//! `gen7-render` accelerates 2D composition on the Gen7 3D pipeline.
//!
//! The crate turns composite, copy, fill and video requests into command batches:
//! - A mirror of the pipeline state so only changed state is re-emitted (see [`state`]).
//! - Surface-state and binding-table allocation with per-batch reuse (see [`surface`]).
//! - A vertex staging arena, flushed inline or into its own buffer (see [`vertex`]).
//! - The rendering context driving all of the above (see [`Gen7Render`]).
//!
//! Batches are written through the [`Transport`] trait; [`MemoryBatch`] records them in memory.

mod channel;
mod compile;
mod emit;
mod error;
mod render;

pub mod blend;
pub mod config;
pub mod format;
pub mod hw;
pub mod kernel;
pub mod sampler;
pub mod state;
pub mod statics;
pub mod stats;
pub mod surface;
pub mod transform;
pub mod transport;
pub mod vertex;
pub mod video;

pub use blend::Operator;
pub use channel::{prepare_channel, release_channel, Channel, ChannelFlags, Picture, PictureSource, Pixmap};
pub use compile::{compile_composite, CompositeOp, OpFlags, Target};
pub use config::RenderConfig;
pub use emit::{BoxRec, CompositeRectangles, Point, PrimitiveEmitter};
pub use error::{RenderError, Result};
pub use format::{PictFormat, RenderColor, SurfaceFormat};
pub use kernel::{Kernel, KernelBinaries};
pub use render::{CompositeRequest, CopyOp, FillOp, Gen7Render, GX_CLEAR, GX_COPY};
pub use sampler::{Extend, Filter, PictFilter, Repeat};
pub use stats::RenderStats;
pub use transform::Transform;
pub use transport::{Buffer, BufferId, MemoryBatch, MemoryBatchConfig, Mode, Relocation, SubmittedBatch, Tiling, Transport};
pub use video::{FourCc, VideoFrame};
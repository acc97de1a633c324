use thiserror::Error;

use crate::blend::Operator;
use crate::format::PictFormat;
use crate::sampler::PictFilter;

pub type Result<T> = std::result::Result<T, RenderError>;

/// Errors returned by the render entry points.
///
/// Most variants are declines: the 3D path cannot express the request and the caller is
/// expected to fall back to another path. [`RenderError::is_fallback`] separates those from
/// the fatal resource failures.
#[derive(Debug, Error)]
pub enum RenderError {
    #[error("unsupported composite operator {0}")]
    UnsupportedOperator(u8),

    #[error("unsupported picture format {0:?}")]
    UnsupportedFormat(PictFormat),

    #[error("destination is not backed by a drawable")]
    UnsupportedDestination,

    #[error("surface {width}x{height} exceeds the 3D pipe limit of {max}")]
    SurfaceTooLarge { width: u32, height: u32, max: u32 },

    #[error("unsupported picture filter {0:?}")]
    UnsupportedFilter(PictFilter),

    #[error("picture has no backing storage and needs a software fixup")]
    NeedsFixup,

    #[error("component-alpha mask cannot be expressed for operator {op:?}")]
    UnsupportedComponentAlpha { op: Operator },

    #[error("unsupported raster operation {0:#x}")]
    UnsupportedAlu(u8),

    #[error("no render format for drawables of depth {0}")]
    UnsupportedDepth(u8),

    #[error("copy between overlapping regions of the same buffer")]
    OverlappingCopy,

    #[error("batch has no room for {words} words and {surfaces} surfaces")]
    OutOfSpace { words: usize, surfaces: usize },

    #[error("failed to upload {bytes} bytes of vertex data")]
    VertexUpload { bytes: usize },

    #[error("failed to upload {bytes} bytes of static state")]
    StaticUpload { bytes: usize },

    #[error("no solid-color buffer available for {color:#010x}")]
    SolidUnavailable { color: u32 },
}

impl RenderError {
    /// Whether the request was declined and should be retried through another path.
    pub fn is_fallback(&self) -> bool {
        !matches!(
            self,
            RenderError::OutOfSpace { .. }
                | RenderError::VertexUpload { .. }
                | RenderError::StaticUpload { .. }
                | RenderError::SolidUnavailable { .. }
        )
    }
}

What the exercise asks:
Repeat exactly the lines from the first line of the records above through the line containing "A vertex staging", both included, and nothing else.

Final answer:
//! `gen7-render` accelerates 2D composition on the Gen7 3D pipeline.
//!
//! The crate turns composite, copy, fill and video requests into command batches:
//! - A mirror of the pipeline state so only changed state is re-emitted (see [`state`]).
//! - Surface-state and binding-table allocation with per-batch reuse (see [`surface`]).
//! - A vertex staging arena, flushed inline or into its own buffer (see [`vertex`]).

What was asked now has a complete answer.